Increased disturbances across the western United States lead to a greater demand for native seed for restoration and rehabilitation projects. Seed selection tools may facilitate restoration projects by ranking seed source choices for current and future climates, indicating appropriate collection sites for current and future climates, and identifying collection gaps. These can make the seed mix selection and pre-project collection choices easier for restoration practitioners who may otherwise have only generalized seed transfer zones to guide them. We compared three seed selection tools, Seed Selector (SS)/Climpart, Climate Distance Mapper (CDM), and Climate Smart Restoration Tool (CSRT), using three case studies on the Colorado Plateau. We analyzed tool outputs to identify the best tool for each function, and to determine the frequency with which tool recommendations aligned in several outputs: climate similarity values quantifying climate similarity between a seed source location and project site; seed source rankings; area of appropriate collection sites; and relative size of clustered species-specific seed zones generated by each tool. Due to tool limitations, not every tool performs each function and only the tools capable of performing a given function were included in analyses.

Results/Conclusions

On average, CDM calculated higher climate similarity values than SS, and there was a significant difference between average climate similarity values in CDM and SS, likely from differing underlying climate data. However, source rankings largely aligned.
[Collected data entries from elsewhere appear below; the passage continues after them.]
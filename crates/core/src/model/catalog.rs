use eraline_protocol::{Entity, SharedStr};
use serde::{Deserialize, Serialize};

/// Colours assigned to categories without a configured one.
pub const CATEGORY_PALETTE: [&str; 10] = [
    "#6cae95", "#c79743", "#d87a53", "#8d9cd6", "#58a0b4", "#9a8bb7", "#b9866a", "#7aa1d2",
    "#d08d5d", "#79ab7b",
];

const DEFAULT_CATEGORIES: [(&str, &str, &str); 7] = [
    ("science", "Science", "#6cae95"),
    ("philosophy", "Philosophy", "#c79743"),
    ("politics", "Politics", "#d87a53"),
    ("art", "Art", "#8d9cd6"),
    ("exploration", "Exploration & space", "#58a0b4"),
    ("technology", "Technology", "#9a8bb7"),
    ("psychology", "Psychology", "#b9866a"),
];

/// Lowercase `text` and collapse every run of non-alphanumeric characters
/// into a single dash, trimming dashes at both ends.
pub fn slugify(text: &str) -> String {
    let mut slug = String::with_capacity(text.len());
    let mut pending_dash = false;
    for ch in text.trim().chars() {
        if ch.is_alphanumeric() {
            if pending_dash && !slug.is_empty() {
                slug.push('-');
            }
            pending_dash = false;
            slug.extend(ch.to_lowercase());
        } else {
            pending_dash = true;
        }
    }
    slug
}

/// Human-readable label for a category key: `"deep_sea-diving"` becomes
/// `"Deep sea diving"`.
pub fn label_from_key(key: &str) -> String {
    let words: Vec<&str> = key.split(['-', '_']).flat_map(str::split_whitespace).collect();
    let joined = words.join(" ");
    let mut chars = joined.chars();
    match chars.next() {
        Some(first) => first.to_uppercase().chain(chars).collect(),
        None => String::new(),
    }
}

/// Deterministic palette colour for a key (31-multiplier string hash over
/// UTF-16 code units, wrapping at 32 bits).
pub fn pick_color(key: &str) -> &'static str {
    let hash = key.encode_utf16().fold(0i32, |hash, unit| {
        hash.wrapping_shl(5)
            .wrapping_sub(hash)
            .wrapping_add(i32::from(unit))
    });
    let index = i64::from(hash).unsigned_abs() % CATEGORY_PALETTE.len() as u64;
    CATEGORY_PALETTE[index as usize]
}

#[derive(Debug, Clone, PartialEq, Eq, Serialize, Deserialize)]
pub struct Category {
    pub label: String,
    pub color: String,
}

impl Category {
    fn derived(key: &str) -> Self {
        Self {
            label: label_from_key(key),
            color: pick_color(key).to_string(),
        }
    }
}

/// Ordered category table: defaults first, then keys in registration order.
#[derive(Debug, Clone, PartialEq, Serialize, Deserialize)]
pub struct CategoryRegistry {
    entries: Vec<(SharedStr, Category)>,
}

impl CategoryRegistry {
    /// Registry holding only the built-in categories.
    pub fn with_defaults() -> Self {
        let entries = DEFAULT_CATEGORIES
            .iter()
            .map(|&(key, label, color)| {
                (
                    SharedStr::from(key),
                    Category {
                        label: label.to_string(),
                        color: color.to_string(),
                    },
                )
            })
            .collect();
        Self { entries }
    }

    pub fn get(&self, key: &str) -> Option<&Category> {
        self.entries.iter().find(|(k, _)| k == &key).map(|(_, c)| c)
    }

    pub fn contains(&self, key: &str) -> bool {
        self.get(key).is_some()
    }

    pub fn iter(&self) -> impl Iterator<Item = (&str, &Category)> {
        self.entries.iter().map(|(k, c)| (k.as_str(), c))
    }

    pub fn len(&self) -> usize {
        self.entries.len()
    }

    pub fn is_empty(&self) -> bool {
        self.entries.is_empty()
    }

    /// Apply user-supplied labels. Keys are slugged; blank keys or labels
    /// are ignored. Existing entries keep their colour.
    pub fn merge_labels<'a>(&mut self, labels: impl IntoIterator<Item = (&'a str, &'a str)>) {
        for (key, label) in labels {
            let key = slugify(key);
            let label = label.trim();
            if key.is_empty() || label.is_empty() {
                continue;
            }
            match self.entries.iter_mut().find(|(k, _)| k == &key.as_str()) {
                Some((_, category)) => category.label = label.to_string(),
                None => {
                    let color = pick_color(&key).to_string();
                    self.entries.push((
                        SharedStr::from(key),
                        Category {
                            label: label.to_string(),
                            color,
                        },
                    ));
                }
            }
        }
    }

    /// Add a derived entry for every entity category not yet known.
    pub fn register_entities(&mut self, entities: &[Entity]) {
        for entity in entities {
            let key = slugify(&entity.category);
            if key.is_empty() || self.contains(&key) {
                continue;
            }
            let category = Category::derived(&key);
            self.entries.push((SharedStr::from(key), category));
        }
    }

    /// Label and colour for any category string, registered or not.
    pub fn meta(&self, category: &str) -> Category {
        let key = slugify(category);
        if let Some(found) = self.get(&key) {
            return found.clone();
        }
        let source = if key.is_empty() { category } else { key.as_str() };
        Category::derived(source)
    }
}

impl Default for CategoryRegistry {
    fn default() -> Self {
        Self::with_defaults()
    }
}
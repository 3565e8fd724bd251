//! eraline CLI
//!
//! Lays out a JSON dataset of lifespans and prints rows, ticks or
//! coordinate lookups.

mod locate;
mod render;

use std::io::Write;
use std::path::{Path, PathBuf};

use anyhow::{Context, Result};
use chrono::{Datelike, Local};
use clap::{Args, Parser, Subcommand};
use eraline_core::model::{CategoryRegistry, EntityFilter};
use eraline_core::navigation::default_eras;
use eraline_core::{LayoutConfig, LayoutParams, LayoutResult, layout_entities, parse_entities, select_ticks};
use eraline_protocol::{Entity, Year};

use locate::{Query, locate};

#[derive(Parser)]
#[command(name = "eraline")]
#[command(about = "Lay out lifespans on a gap-compressed timeline")]
#[command(version)]
struct Cli {
    #[command(subcommand)]
    command: Commands,
}

#[derive(Subcommand)]
enum Commands {
    /// Assign rows and print the laid-out entities
    Layout {
        #[command(flatten)]
        input: InputArgs,

        /// Width of the text chart in characters
        #[arg(long, default_value = "100")]
        columns: usize,
    },

    /// Print the tick plan for the laid-out dataset
    Ticks {
        #[command(flatten)]
        input: InputArgs,
    },

    /// Convert between years and pixel positions
    Locate {
        #[command(flatten)]
        input: InputArgs,

        /// Year to map to a position and scroll target
        #[arg(long, allow_hyphen_values = true, required_unless_present = "x", conflicts_with = "x")]
        year: Option<f64>,

        /// Pixel position to map back to a year
        #[arg(long)]
        x: Option<f64>,
    },
}

#[derive(Args)]
struct InputArgs {
    /// Dataset JSON file (array of records or {"people": [...]})
    dataset: PathBuf,

    /// Zoom value; 140 is 1x
    #[arg(long, default_value = "140")]
    zoom: f64,

    /// Viewport width in pixels
    #[arg(long, default_value = "1280")]
    width: f64,

    /// Year ongoing lifespans extend to (defaults to the current year)
    #[arg(long, allow_hyphen_values = true)]
    current_year: Option<Year>,

    /// Only keep entities whose text contains this query
    #[arg(long)]
    query: Option<String>,

    /// Only keep entities of this category key
    #[arg(long)]
    category: Option<String>,

    /// Layout config JSON; missing fields use defaults
    #[arg(long)]
    config: Option<PathBuf>,

    /// Print JSON instead of text
    #[arg(long)]
    json: bool,
}

fn main() -> Result<()> {
    env_logger::Builder::from_env(env_logger::Env::default().default_filter_or("info"))
        .format_timestamp(None)
        .init();

    let cli = Cli::parse();

    match cli.command {
        Commands::Layout { input, columns } => run_layout(&input, columns),
        Commands::Ticks { input } => run_ticks(&input),
        Commands::Locate { input, year, x } => run_locate(&input, year, x),
    }
}

/// Dataset, config and params resolved from the shared arguments.
struct Loaded {
    entities: Vec<Entity>,
    registry: CategoryRegistry,
    config: LayoutConfig,
    params: LayoutParams,
}

impl Loaded {
    fn from_args(args: &InputArgs) -> Result<Self> {
        let data = std::fs::read(&args.dataset)
            .with_context(|| format!("failed to read {}", args.dataset.display()))?;
        let entities = parse_entities(&data)
            .with_context(|| format!("failed to parse {}", args.dataset.display()))?;

        let config = match &args.config {
            Some(path) => load_config(path)?,
            None => LayoutConfig::default(),
        };

        let mut registry = CategoryRegistry::with_defaults();
        registry.register_entities(&entities);

        let current_year = resolve_current_year(args.current_year, Local::now());
        let params = LayoutParams::new(args.zoom, args.width, current_year);
        Ok(Self {
            entities,
            registry,
            config,
            params,
        })
    }

    fn layout(&self, args: &InputArgs) -> Result<LayoutResult> {
        let mut filter = EntityFilter::new(
            args.query.clone().unwrap_or_default(),
            args.category.clone(),
        );
        if let Some(category) = &args.category {
            filter.sanitize(&self.registry);
            if filter.category.is_none() {
                log::warn!("unknown category {category:?}; showing all categories");
            }
        }

        let matched = filter.apply(&self.entities, &self.registry);
        log::debug!("{} of {} entities match", matched.len(), self.entities.len());
        layout_entities(matched, &self.params, &self.config).context("layout failed")
    }
}

fn load_config(path: &Path) -> Result<LayoutConfig> {
    let data =
        std::fs::read(path).with_context(|| format!("failed to read {}", path.display()))?;
    LayoutConfig::from_json(&data).with_context(|| format!("invalid config {}", path.display()))
}

/// Year ongoing lifespans run to: `--current-year` if given, else the
/// calendar year of `today`.
fn resolve_current_year(explicit: Option<Year>, today: impl Datelike) -> Year {
    explicit.unwrap_or_else(|| today.year())
}

fn emit(text: &str) -> Result<()> {
    let mut stdout = std::io::stdout().lock();
    stdout.write_all(text.as_bytes())?;
    if !text.ends_with('\n') {
        stdout.write_all(b"\n")?;
    }
    Ok(())
}

fn run_layout(args: &InputArgs, columns: usize) -> Result<()> {
    let loaded = Loaded::from_args(args)?;
    let result = loaded.layout(args)?;

    if args.json {
        return emit(&serde_json::to_string_pretty(&result)?);
    }
    emit(&render::render_listing(&result))?;
    emit(&render::render_rows(&result, columns))
}

fn run_ticks(args: &InputArgs) -> Result<()> {
    let loaded = Loaded::from_args(args)?;
    let result = loaded.layout(args)?;
    let Some(metrics) = &result.metrics else {
        log::warn!("no entities to lay out");
        return Ok(());
    };

    let plan = select_ticks(metrics, &loaded.config);
    if args.json {
        return emit(&serde_json::to_string_pretty(&plan)?);
    }
    emit(&render::render_ticks(&plan))
}

fn run_locate(args: &InputArgs, year: Option<f64>, x: Option<f64>) -> Result<()> {
    let query = Query::from_args(year, x).context("either --year or --x is required")?;
    let loaded = Loaded::from_args(args)?;
    let result = loaded.layout(args)?;
    let Some(metrics) = &result.metrics else {
        log::warn!("no entities to lay out");
        return Ok(());
    };

    let location = locate(metrics, query, loaded.params.viewport_width_px, &default_eras());
    if args.json {
        return emit(&serde_json::to_string_pretty(&location)?);
    }
    emit(&render::render_location(&location))
}
use eraline_protocol::{Segment, Year};

/// Merge lifespans into maximal active segments.
///
/// `spans` are `(birth, end)` pairs sorted ascending by birth. A span joins
/// the current segment when it starts no later than `join_threshold` years
/// after the segment's end. Only active segments are returned; gaps are
/// the complement and are produced by the mapper.
pub fn build_active_segments(spans: &[(Year, Year)], join_threshold: i32) -> Vec<Segment> {
    let Some(&(first_start, first_end)) = spans.first() else {
        return Vec::new();
    };

    let mut segments = Vec::new();
    let mut current = Segment::active(first_start, first_end);

    for &(start, end) in &spans[1..] {
        if i64::from(start) <= i64::from(current.end) + i64::from(join_threshold) {
            current.end = current.end.max(end);
            continue;
        }
        segments.push(current);
        current = Segment::active(start, end);
    }

    segments.push(current);
    segments
}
For each species, sources with the 3 highest climate similarity values were ranked highly in both CDM and SS in 55% of the tests. When tools indicated appropriate collection sites, SS ranked the largest portions of the Colorado Plateau as 70%+ climate similar to the reference site and CSRT had the smallest portions, since the latter limited calculations by specific species’ traits. To identify collection gaps, Climpart randomly assigned climate centers and generated clustered seed zones of approximately equal size, while CDM incorporated user-imported source coordinates as climate centers and had the largest range in seed zone sizes. Overall, CDM performed all three functions well, though SS required less time to learn and was not constrained to specific ecoregions. As more seed sources and commercial releases become available to restoration practitioners, these tools will become increasingly useful, especially as other ecologically-important factors (such as adaptive traits specific to sources) are incorporated. They could also help create seed mixes adapted to both current and future climates to ensure maximum restoration success.